===== Data for the task =====

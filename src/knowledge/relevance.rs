//! Relevance pass: which pool facts the conversation is actually about.
//!
//! Rules live in [`RELEVANCE_RULES`] and are evaluated in that order; a fact is
//! selected by the first rule that matches. Relation-specific handling for the
//! "relation is mentioned" rule lives in [`FIRST_TOPIC_MENTION_POLICIES`].

use super::filter::{is_excluded, RelevanceExclusion};
use super::topic::Transition;
use crate::models::{ConversationContext, Target, Triple};
use std::collections::HashSet;
use tracing::debug;

/// Marks temperature facts (weather grounding).
pub const TEMPERATURE_MARKER: &str = "℃";

pub const PERFECT_FOR_HAVING: &str = "Perfect for having";

/// Everything a rule may look at besides the fact itself.
#[derive(Debug, Clone, Copy)]
pub struct RelevanceScope<'a> {
    pub target: &'a Target,
    pub context: &'a ConversationContext,
    pub first_topic: Option<&'a str>,
    pub transitions: &'a [Transition<'a>],
}

impl<'a> RelevanceScope<'a> {
    fn touches_first_topic(&self, fact: &Triple) -> bool {
        self.first_topic.map_or(false, |first| fact.touches(first))
    }

    fn subject_is_first_topic(&self, fact: &Triple) -> bool {
        self.first_topic == Some(fact.subject.as_str())
    }
}

#[derive(Debug, Clone, Copy, PartialEq, Eq)]
pub enum RelevanceRule {
    /// Subject or object is the target topic.
    TargetTopic,
    /// Temperature fact while the bot talks about temperature.
    TemperatureMarker,
    /// "Perfect for having" fact whose object is mentioned.
    PerfectForHaving,
    /// The relation name is mentioned; see [`FIRST_TOPIC_MENTION_POLICIES`].
    RelationMention,
    /// Fact about the first topic whose object the bot mentions.
    FirstTopicObjectMention,
    /// Fact linking two consecutive topics of the path.
    TopicTransition,
}

pub const RELEVANCE_RULES: [RelevanceRule; 6] = [
    RelevanceRule::TargetTopic,
    RelevanceRule::TemperatureMarker,
    RelevanceRule::PerfectForHaving,
    RelevanceRule::RelationMention,
    RelevanceRule::FirstTopicObjectMention,
    RelevanceRule::TopicTransition,
];

/// How a mentioned relation is treated when the fact's subject is the first topic.
#[derive(Debug, Clone, Copy, PartialEq, Eq)]
pub enum MentionPolicy {
    Never,
    RequireBotMentionOfObject,
}

pub const FIRST_TOPIC_MENTION_POLICIES: [(&str, MentionPolicy); 3] = [
    ("Sings", MentionPolicy::Never),
    ("Achievement", MentionPolicy::RequireBotMentionOfObject),
    ("Awards", MentionPolicy::RequireBotMentionOfObject),
];

fn mention_policy(relation: &str) -> Option<MentionPolicy> {
    FIRST_TOPIC_MENTION_POLICIES
        .iter()
        .find(|(name, _)| *name == relation)
        .map(|(_, policy)| *policy)
}

impl RelevanceRule {
    pub fn matches(&self, fact: &Triple, scope: &RelevanceScope<'_>) -> bool {
        let ctx = scope.context;
        match self {
            RelevanceRule::TargetTopic => fact.touches(&scope.target.topic),
            RelevanceRule::TemperatureMarker => {
                fact.object.contains(TEMPERATURE_MARKER) && ctx.bot_contains(TEMPERATURE_MARKER)
            }
            RelevanceRule::PerfectForHaving => {
                fact.relation == PERFECT_FOR_HAVING && ctx.either_mentions(&fact.object)
            }
            RelevanceRule::RelationMention => {
                if !ctx.either_mentions(&fact.relation) {
                    return false;
                }
                let policy = if scope.subject_is_first_topic(fact) {
                    mention_policy(&fact.relation)
                } else {
                    None
                };
                match policy {
                    Some(MentionPolicy::Never) => false,
                    Some(MentionPolicy::RequireBotMentionOfObject) => {
                        ctx.bot_mentions(&fact.object)
                    }
                    None => scope.touches_first_topic(fact),
                }
            }
            RelevanceRule::FirstTopicObjectMention => {
                scope.subject_is_first_topic(fact) && ctx.bot_mentions(&fact.object)
            }
            RelevanceRule::TopicTransition => scope
                .transitions
                .iter()
                .any(|transition| transition.links(&fact.subject, &fact.object)),
        }
    }
}

/// First rule in table order that selects the fact.
pub fn first_matching_rule(fact: &Triple, scope: &RelevanceScope<'_>) -> Option<RelevanceRule> {
    RELEVANCE_RULES
        .iter()
        .copied()
        .find(|rule| rule.matches(fact, scope))
}

/// Selects relevant facts in pool order, without duplicate triples.
pub fn relevance_pass(
    pool: &[Triple],
    scope: &RelevanceScope<'_>,
    exclusions: &[RelevanceExclusion],
) -> Vec<Triple> {
    let mut seen: HashSet<&Triple> = HashSet::new();
    let mut selected = Vec::new();
    for fact in pool {
        if is_excluded(exclusions, scope.target, fact) || seen.contains(fact) {
            continue;
        }
        if let Some(rule) = first_matching_rule(fact, scope) {
            debug!(?rule, fact = %fact, "relevant fact");
            seen.insert(fact);
            selected.push(fact.clone());
        }
    }
    selected
}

=====

• Problem to work on: Lines from the one containing "RelevanceRule::TopicTransition => scope" through the end of the entries above must be copied exactly; include both ends and no other lines.

• Result below:
            RelevanceRule::TopicTransition => scope
                .transitions
                .iter()
                .any(|transition| transition.links(&fact.subject, &fact.object)),
        }
    }
}

/// First rule in table order that selects the fact.
pub fn first_matching_rule(fact: &Triple, scope: &RelevanceScope<'_>) -> Option<RelevanceRule> {
    RELEVANCE_RULES
        .iter()
        .copied()
        .find(|rule| rule.matches(fact, scope))
}

/// Selects relevant facts in pool order, without duplicate triples.
pub fn relevance_pass(
    pool: &[Triple],
    scope: &RelevanceScope<'_>,
    exclusions: &[RelevanceExclusion],
) -> Vec<Triple> {
    let mut seen: HashSet<&Triple> = HashSet::new();
    let mut selected = Vec::new();
    for fact in pool {
        if is_excluded(exclusions, scope.target, fact) || seen.contains(fact) {
            continue;
        }
        if let Some(rule) = first_matching_rule(fact, scope) {
            debug!(?rule, fact = %fact, "relevant fact");
            seen.insert(fact);
            selected.push(fact.clone());
        }
    }
    selected
}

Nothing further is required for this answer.